Cannabis peddlers Solstice and Uncle Ike’s are selling new “Tiny House” packs of pre-rolled joints to help house the homeless. $3 from each $23 pack will go to the Low Income Housing Institute (LIHI) to build tiny houses at two of the three new homeless encampments that Mayor Ed Murray’s office just announced will open this spring. Each pack holds three grams of fresh-mowed ganja split into four pre-rolled joints, with a THC concentration of 24 percent and no CBD to speak of. As of the last one night count, there were at about 3,000 people sleeping outside each night in Seattle (at least).
From a press release:
“There’s no shelter that hides us from the homelessness in Seattle…It’s real, and it takes the whole of us to fix.
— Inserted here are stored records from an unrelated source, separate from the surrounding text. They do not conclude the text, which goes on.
//! # Trivia Server Library
//!
//! This library provides the authoritative server for a live trivia event. A
//! host console, a public display and per-player buzzer devices all connect
//! over WebSockets and observe one shared game state in real time.
//!
//! ## Core Responsibilities
//!
//! ### Authoritative Game State
//! The server owns the player roster, the buzzer queue and the currently
//! selected activity together with its interaction state. Clients never
//! mutate state directly; they send commands and receive snapshots.
//!
//! ### Validation
//! Commands are decoded in two phases. Decoding only establishes a known
//! command tag. Interaction states and effects stay raw JSON until the
//! validators check them against the rules of the game and the catalog.
//! Anything that fails is dropped and logged, with no reply.
//!
//! ### State Broadcasting
//! Every accepted mutation that changes observable state produces exactly
//! one `GameState` snapshot, pushed to every connection. Mutations that
//! change nothing produce nothing.
//!
//! ## Architecture Design
//!
//! ### Single Owner Event Loop
//! One hub task owns the engine and the connection registry. Connection
//! tasks do socket I/O only and forward everything to the hub over a
//! channel, so commands are applied in arrival order and each is handled to
//! completion before the next.
//!
//! ### Liveness
//! Each connection task sends a `Heartbeat` event every 1500 ms. Clients
//! that hear nothing for 5000 ms drop the connection and reconnect.
//!
//! ## Module Organization
//!
//! ### Client Manager Module (`client_manager`)
//! Registry of live connections and their outbound channels.
//!
//! ### Game Module (`game`)
//! The game engine, the host role and command dispatch.
//!
//! ### Network Module (`network`)
//! Accept loop, per-connection tasks and the broadcast hub.
//!
//! ### Settings Module (`settings`)
//! Loads the player roster and the activity catalog from the media home.
//!
//! ### Validation Module (`validation`)
//! Validators for interaction states and effects.
//!
//! ## Usage Example
//!
//! ```rust,no_run
//! use server::game::GameEngine;
//! use server::network::{Server, ServerConfig};
//! use shared::Activities;
//! use std::sync::Arc;
//!
//! #[tokio::main]
//! async fn main() -> Result<(), Box<dyn std::error::Error>> {
//!     let mut engine = GameEngine::new(Arc::new(Activities::new()));
//!     engine.add_player("Ada", "http://127.0.0.1:8334/media/ada.png", None);
//!
//!     let server = Server::bind(ServerConfig::default(), engine).await?;
//!     server.run().await?;
//!     Ok(())
//! }
//! ```

pub mod client_manager;
pub mod game;
pub mod network;
pub mod settings;
pub mod validation;
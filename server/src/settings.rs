//! Game settings and activity catalog loading
//!
//! The media home holds `game-settings.yaml`, which names the activities file
//! and lists the players, and `<name>.yaml`, which describes the activities.
//! Media entries are file paths relative to the media home; they are
//! published to clients prefixed with the media base URL.

use crate::game::GameEngine;
use log::{info, warn};
use serde::Deserialize;
use serde_json::Value;
use shared::{
    Activities, Activity, ActivityContent, ActivityId, Media, MediaFit, MediaType, PauseAt,
};
use std::cmp::Ordering;
use std::fs;
use std::path::{Path, PathBuf};
use thiserror::Error;

pub const SETTINGS_FILE: &str = "game-settings.yaml";

#[derive(Debug, Error)]
pub enum SettingsError {
    #[error("failed to read {path}: {source}")]
    Read {
        path: PathBuf,
        #[source]
        source: std::io::Error,
    },
    #[error("failed to parse {path}: {source}")]
    Parse {
        path: PathBuf,
        #[source]
        source: serde_yaml::Error,
    },
    #[error("must have an \"activities\" entry at the top level")]
    MissingActivities,
    #[error("must have at least one activity")]
    NoActivities,
    #[error("[{id}] {reason}")]
    InvalidEntry { id: ActivityId, reason: String },
}

#[derive(Debug, Clone, Deserialize)]
pub struct GameSettings {
    pub game: GameSection,
}

#[derive(Debug, Clone, Deserialize)]
pub struct GameSection {
    /// Name of the activities file, without extension
    pub activities: String,
    pub players: Vec<PlayerSettings>,
}

#[derive(Debug, Clone, Deserialize)]
pub struct PlayerSettings {
    pub name: String,
    /// Image path relative to the media home
    pub img: String,
}

/// The media home directory and the URL it is served under
#[derive(Debug, Clone)]
pub struct MediaLibrary {
    home: PathBuf,
    base_url: String,
}

impl MediaLibrary {
    pub fn new(home: impl Into<PathBuf>, base_url: impl Into<String>) -> Self {
        Self {
            home: home.into(),
            base_url: base_url.into(),
        }
    }

    pub fn home(&self) -> &Path {
        &self.home
    }

    pub fn media_url(&self, file: &str) -> String {
        format!("{}{}", self.base_url, file)
    }

    pub fn load_settings(&self) -> Result<GameSettings, SettingsError> {
        let path = self.home.join(SETTINGS_FILE);
        info!("Reading {}...", path.display());
        let text = read(&path)?;
        serde_yaml::from_str(&text).map_err(|source| SettingsError::Parse { path, source })
    }

    pub fn load_activities(&self, name: &str) -> Result<Activities, SettingsError> {
        let path = self.home.join(format!("{}.yaml", name));
        info!("Loading activities from {}...", path.display());
        let text = read(&path)?;
        let root: Value = serde_yaml::from_str(&text)
            .map_err(|source| SettingsError::Parse { path, source })?;

        let activities = self.parse_activities(&root)?;
        info!("Loaded {} activities", activities.len());
        Ok(activities)
    }

    /// Builds the catalog from a parsed activities document
    ///
    /// Invalid entries are logged and skipped. Only a missing or empty
    /// `activities` object is fatal.
    pub fn parse_activities(&self, root: &Value) -> Result<Activities, SettingsError> {
        if let Some(name) = root.get("name").and_then(Value::as_str) {
            info!("Activities set: {}", name);
        }

        let entries = root
            .get("activities")
            .and_then(Value::as_object)
            .ok_or(SettingsError::MissingActivities)?;
        if entries.is_empty() {
            return Err(SettingsError::NoActivities);
        }

        let mut activities = Activities::new();
        for (key, entry) in entries {
            let id = ActivityId::new(key.as_str());
            let parsed = self
                .parse_activity(&id, entry, &id)
                .and_then(|activity| {
                    activities
                        .insert(activity)
                        .map_err(|e| invalid(&id, e.to_string()))
                });
            if let Err(e) = parsed {
                warn!("Skipping activity: {}", e);
            }
        }
        Ok(activities)
    }

    fn parse_activity(
        &self,
        id: &ActivityId,
        entry: &Value,
        top_level: &ActivityId,
    ) -> Result<Activity, SettingsError> {
        if let Some(file) = entry.get("file").and_then(Value::as_str) {
            return self.parse_media(id, file, entry);
        }

        let content = match entry.get("type").and_then(Value::as_str) {
            Some("reveal") => {
                let (Some(question), Some(answer)) =
                    (object(entry, "question"), object(entry, "answer"))
                else {
                    return Err(invalid(
                        id,
                        "Reveal questions must have 'question' and 'answer' properties",
                    ));
                };
                let question = self.parse_child(&id.child("q"), question, top_level)?;
                let answer = self.parse_child(&id.child("ans"), answer, top_level)?;
                if question.as_media().is_none() || answer.as_media().is_none() {
                    return Err(invalid(
                        id,
                        "Reveal 'question' and 'answer' activities must be media (link to a file)",
                    ));
                }
                ActivityContent::Reveal {
                    question: Box::new(question),
                    answer: Box::new(answer),
                }
            }
            Some("4 choice") => {
                let (Some(a), Some(b), Some(c), Some(d)) = (
                    object(entry, "a"),
                    object(entry, "b"),
                    object(entry, "c"),
                    object(entry, "d"),
                ) else {
                    return Err(invalid(id, "4 choice questions must have abcd properties"));
                };
                ActivityContent::FourChoice {
                    a: Box::new(self.parse_child(&id.child("a"), a, top_level)?),
                    b: Box::new(self.parse_child(&id.child("b"), b, top_level)?),
                    c: Box::new(self.parse_child(&id.child("c"), c, top_level)?),
                    d: Box::new(self.parse_child(&id.child("d"), d, top_level)?),
                }
            }
            Some("media list") => {
                let files = self.list_items(id, entry)?;
                let mut items = Vec::with_capacity(files.len());
                for (index, file) in files.iter().enumerate() {
                    let mut item = self.parse_media(&id.child(index), file, entry)?;
                    item.parent_id = Some(top_level.clone());
                    items.push(item);
                }
                ActivityContent::MediaList { items }
            }
            other => {
                return Err(invalid(
                    id,
                    format!("Unsupported activity type {}", other.unwrap_or("(none)")),
                ))
            }
        };

        Ok(Activity::new(id.clone(), content))
    }

    fn parse_child(
        &self,
        id: &ActivityId,
        entry: &Value,
        top_level: &ActivityId,
    ) -> Result<Activity, SettingsError> {
        let mut child = self.parse_activity(id, entry, top_level)?;
        child.parent_id = Some(top_level.clone());
        Ok(child)
    }

    /// Collects media list files: the `itemsFolder` listing in natural order,
    /// followed by the explicit `items`
    fn list_items(&self, id: &ActivityId, entry: &Value) -> Result<Vec<String>, SettingsError> {
        let mut files = Vec::new();

        if let Some(folder) = entry.get("itemsFolder").and_then(Value::as_str) {
            let dir = self.home.join(folder);
            let listing = fs::read_dir(&dir)
                .map_err(|e| invalid(id, format!("Cannot read itemsFolder {}: {}", dir.display(), e)))?;
            let mut names: Vec<String> = listing
                .filter_map(|entry| entry.ok())
                .map(|entry| format!("{}/{}", folder, entry.file_name().to_string_lossy()))
                .collect();
            names.sort_by(|a, b| natural_cmp(a, b));
            files.extend(names);
        }

        match entry.get("items").and_then(Value::as_array) {
            Some(items) => {
                for item in items {
                    let Some(file) = item.as_str() else {
                        return Err(invalid(id, "All items in media list activities must be file paths"));
                    };
                    files.push(file.to_string());
                }
            }
            None if files.is_empty() => {
                return Err(invalid(id, "Media list activities must have an array property 'items'"));
            }
            None => {}
        }

        Ok(files)
    }

    fn parse_media(
        &self,
        id: &ActivityId,
        file: &str,
        entry: &Value,
    ) -> Result<Activity, SettingsError> {
        let media_type = media_type_of(file).ok_or_else(|| {
            invalid(id, format!("Unsupported media extension in {}", file))
        })?;

        if !self.home.join(file).exists() {
            warn!("[{}] Media not found ({})", id, file);
        }

        let fit = match entry.get("fit").and_then(Value::as_str) {
            Some("cover") => Some(MediaFit::Cover),
            Some("contain") => Some(MediaFit::Contain),
            _ => None,
        };
        let auto_play = entry.get("autoPlay").and_then(Value::as_bool).unwrap_or(true);
        let pause_at = parse_pause_at(id, entry.get("pauseAt"))?;

        let media = Media {
            file: self.media_url(file),
            fit,
            auto_play: Some(auto_play),
            pause_at,
        };
        Ok(Activity::new(id.clone(), ActivityContent::media(media_type, media)))
    }
}

/// Registers every configured player with its image resolved to a URL
pub fn seed_players(engine: &mut GameEngine, settings: &GameSettings, library: &MediaLibrary) {
    for player in &settings.game.players {
        engine.add_player(&player.name, library.media_url(&player.img), None);
    }
}

fn read(path: &Path) -> Result<String, SettingsError> {
    fs::read_to_string(path).map_err(|source| SettingsError::Read {
        path: path.to_path_buf(),
        source,
    })
}

fn invalid(id: &ActivityId, reason: impl Into<String>) -> SettingsError {
    SettingsError::InvalidEntry {
        id: id.clone(),
        reason: reason.into(),
    }
}

fn object<'a>(entry: &'a Value, key: &str) -> Option<&'a Value> {
    entry.get(key).filter(|value| value.is_object())
}

fn media_type_of(file: &str) -> Option<MediaType> {
    let (_, ext) = file.rsplit_once('.')?;
    match ext.trim().to_lowercase().as_str() {
        "png" | "jpg" | "jpeg" | "svg" | "webp" | "avif" => Some(MediaType::Image),
        "mp4" | "mov" => Some(MediaType::Video),
        "txt" => Some(MediaType::Text),
        "mp3" | "aac" | "wav" => Some(MediaType::Audio),
        _ => None,
    }
}

fn parse_pause_at(id: &ActivityId, raw: Option<&Value>) -> Result<Option<PauseAt>, SettingsError> {
    match raw {
        None => Ok(None),
        Some(Value::Number(n)) => Ok(n.as_f64().map(PauseAt::Single)),
        Some(Value::Array(list)) if list.is_empty() => Ok(None),
        Some(Value::Array(list)) => list
            .iter()
            .map(Value::as_f64)
            .collect::<Option<Vec<f64>>>()
            .map(|points| Some(PauseAt::List(points)))
            .ok_or_else(|| invalid(id, "All pauseAt list elements must be numbers")),
        Some(other) => Err(invalid(
            id,
            format!("Unsupported pauseAt value {}; must be number or list of numbers", other),
        )),
    }
}

/// Orders names the way a person would: digit runs compare by value
fn natural_cmp(a: &str, b: &str) -> Ordering {
    let (mut a, mut b) = (a, b);
    loop {
        match (a.chars().next(), b.chars().next()) {
            (None, None) => return Ordering::Equal,
            (None, Some(_)) => return Ordering::Less,
            (Some(_), None) => return Ordering::Greater,
            (Some(x), Some(y)) if x.is_ascii_digit() && y.is_ascii_digit() => {
                let (num_a, rest_a) = split_digits(a);
                let (num_b, rest_b) = split_digits(b);
                let ordering = compare_digits(num_a, num_b);
                if ordering != Ordering::Equal {
                    return ordering;
                }
                a = rest_a;
                b = rest_b;
            }
            (Some(x), Some(y)) => {
                let ordering = x.to_lowercase().cmp(y.to_lowercase());
                if ordering != Ordering::Equal {
                    return ordering;
                }
                a = &a[x.len_utf8()..];
                b = &b[y.len_utf8()..];
            }
        }
    }
}

fn split_digits(s: &str) -> (&str, &str) {
    let end = s.find(|c: char| !c.is_ascii_digit()).unwrap_or(s.len());
    s.split_at(end)
}

fn compare_digits(a: &str, b: &str) -> Ordering {
    let a = a.trim_start_matches('0');
    let b = b.trim_start_matches('0');
    a.len().cmp(&b.len()).then_with(|| a.cmp(b))
}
Solstice and Uncle Ike’s have proudly partnered with LIHI to create a special Tiny House cannabis pre-roll pack, sold exclusively at Uncle Ike’s 23rd & Union and Capitol Hill locations. A portion of proceeds will go directly to the Tiny House program, aimed at providing affordable housing to Seattle’s homeless.”
According to LIHI director Sharon Lee, Solstice produced an initial run of 2,500 Tiny House packs, which if and when sold would send $7,500 to LIHI—enough to build three tiny houses at $2,500 apiece. Over the course of the coming year, Lee says, they anticipate selling enough Tiny House packs to buid 12 tiny houses. Ike’s owner Ian Eisenberg says he and his staff will build and donate another tiny house, and so will Solstice. The total number of tiny houses needed for both new encampments is 100. Lee wrote via email that YouthBuild, Seattle Vocational Institute, Tulalip Tribes, Sawhorse Revolution and other groups are already building some tiny houses, “but we need to build 20-30 more houses quickly!” as winter sets in.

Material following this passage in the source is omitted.